Scientists have always considered the vast rainforest to be a carbon sink, sequestering carbon dioxide from the atmosphere and helping to cool down the planet. But a first-of-its-kind study published in the Frontiers in Forests and Global Change journal suggests that other contributing factors have thus far been ignored.

The research highlights emissions other than carbon dioxide, like methane from floods and cattle, black carbon produced from forest fires and the albedo effect. Roughly 3.5 per cent of all methane released globally comes naturally from trees in the Amazon. Atmospheric warming from all of these sources now appears to overpower the natural cooling effect of the forest.

This suggests that the Amazon could be emitting more greenhouse gases than it absorbs.

Up until now, climate research in the basin has overwhelmingly focused on the cycling and storage of carbon and its implications for the global climate, the study says. Missing, however, is a more comprehensive consideration of other significant biophysical climate feedbacks.

“Cutting the forest is interfering with its carbon uptake; that’s a problem,” lead author Kristofer Covey, a professor of environmental studies at New York’s Skidmore College, told National Geographic. “But when you start to look at these other factors alongside CO2, it gets really hard to see how the net effect isn’t that the Amazon as a whole is really warming global climate.”

Getty via Canva
Deforestation in the Amazon rainforestGetty via Canva

What can be done to help?

Clearing forests seems to be doing the most damage. But this can still be reversed, adds Covey.

Halting global emissions from coal, oil, and natural gas would help restore balance. Reducing dam building and increasing efforts to replant trees would help too.

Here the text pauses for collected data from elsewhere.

impl DiscordChat {
    pub fn new(token: impl Into<String>) -> Self {
        Self {
            token: token.into(),
            http: Arc::new(RwLock::new(None)),
            cache: Arc::new(RwLock::new(None)),
            bot_user_id: Arc::new(RwLock::new(None)),
            shard_manager: Arc::new(RwLock::new(None)),
            mutation_gate: Semaphore::new(MUTATION_CONCURRENCY),
        }
    }

    /// Connect to the gateway and register `commands` globally once ready.
    /// The client runs on a background task until [`Self::shutdown`].
    pub async fn start(&self, commands: Vec<CreateCommand>) -> Result<DiscordEvents> {
        let (command_tx, command_rx) = mpsc::channel(64);
        let (ready_tx, ready_rx) = watch::channel(false);

        let handler = Handler {
            http_slot: self.http.clone(),
            cache_slot: self.cache.clone(),
            bot_user_id: self.bot_user_id.clone(),
            ready_tx,
            command_tx,
            commands,
        };

        let intents = GatewayIntents::GUILDS | GatewayIntents::GUILD_MESSAGES;
        let mut client = Client::builder(&self.token, intents)
            .event_handler(handler)
            .await
            .context("failed to build discord client")?;

        *self.shard_manager.write().await = Some(client.shard_manager.clone());

        tokio::spawn(async move {
            if let Err(error) = client.start().await {
                tracing::error!(%error, "discord client exited with error");
            }
        });

        Ok(DiscordEvents {
            commands: command_rx,
            ready: ready_rx,
        })
    }

    pub async fn shutdown(&self) {
        if let Some(shard_manager) = self.shard_manager.read().await.clone() {
            shard_manager.shutdown_all().await;
        }
    }

    async fn http(&self) -> Result<Arc<Http>> {
        let http = self.http.read().await.clone().ok_or(ChatError::NotConnected)?;
        Ok(http)
    }

    async fn cache(&self) -> Result<Arc<Cache>> {
        let cache = self.cache.read().await.clone().ok_or(ChatError::NotConnected)?;
        Ok(cache)
    }

    async fn bot_id(&self) -> Option<UserId> {
        *self.bot_user_id.read().await
    }

    async fn mutation_permit(&self) -> Result<SemaphorePermit<'_>> {
        let permit = self
            .mutation_gate
            .acquire()
            .await
            .context("mutation gate closed")?;
        Ok(permit)
    }

    /// Best-effort permission pre-check from the gateway cache. Fails only
    /// when the cache positively reports the permission as missing; an
    /// uncached channel falls through to the API call itself.
    async fn ensure_permission(
        &self,
        channel: ChannelId,
        required: Permissions,
        label: &'static str,
    ) -> Result<()> {
        let Some(cache) = self.cache.read().await.clone() else {
            return Ok(());
        };
        let Some(bot) = self.bot_id().await else {
            return Ok(());
        };
        let Some((_, guild_channel)) =
            locate_cached_channel(&cache, DiscordChannelId::new(channel))
        else {
            return Ok(());
        };
        if let Ok(permissions) = guild_channel.permissions_for_user(&cache, bot) {
            if !permissions.contains(required) {
                return Err(ChatError::MissingPermission {
                    permission: label,
                    channel: guild_channel.name.clone(),
                }
                .into());
            }
        }
        Ok(())
    }
}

Curbing Amazon deforestation is crucial as continuing to clear land at current rates is likely making global warming even worse.

One area that is of particular concern is the Brazilian Amazon (which makes up three fifths overall), where deforestation rates have increased by 60 per cent since 2012. In 2019, the first year of the Bolsonaro presidential administration, 9,762 km2 was deforested, a 30 per cent increase over the previous year.

Why is the Amazon rainforest so important?

Not only is the rainforest home to a wealth of different species and Indigenous people with hundreds of years of local knowledge of their medicinal properties, the plants of the Amazon have great potential as a source for future medical advances. It is one of the world’s most biodiverse regions with thousands of species still unrecorded.

The Amazon contains nearly a third of all the tropical rainforests left on Earth. Despite covering only about 1 per cent of the planet’s surface, the Amazon is home to 10 per cent of all the wildlife species we know about – and probably a lot that we don’t know about yet, according to WWF.

People around the world, as well as locally, depend on the huge rainforest. Not just for food, water, wood and medicines, but to help stabilise the climate. It plays a critical role in global and regional carbon and water cycles. We cannot tackle the climate crisis without protecting the Amazon due to its vital life-sustaining role.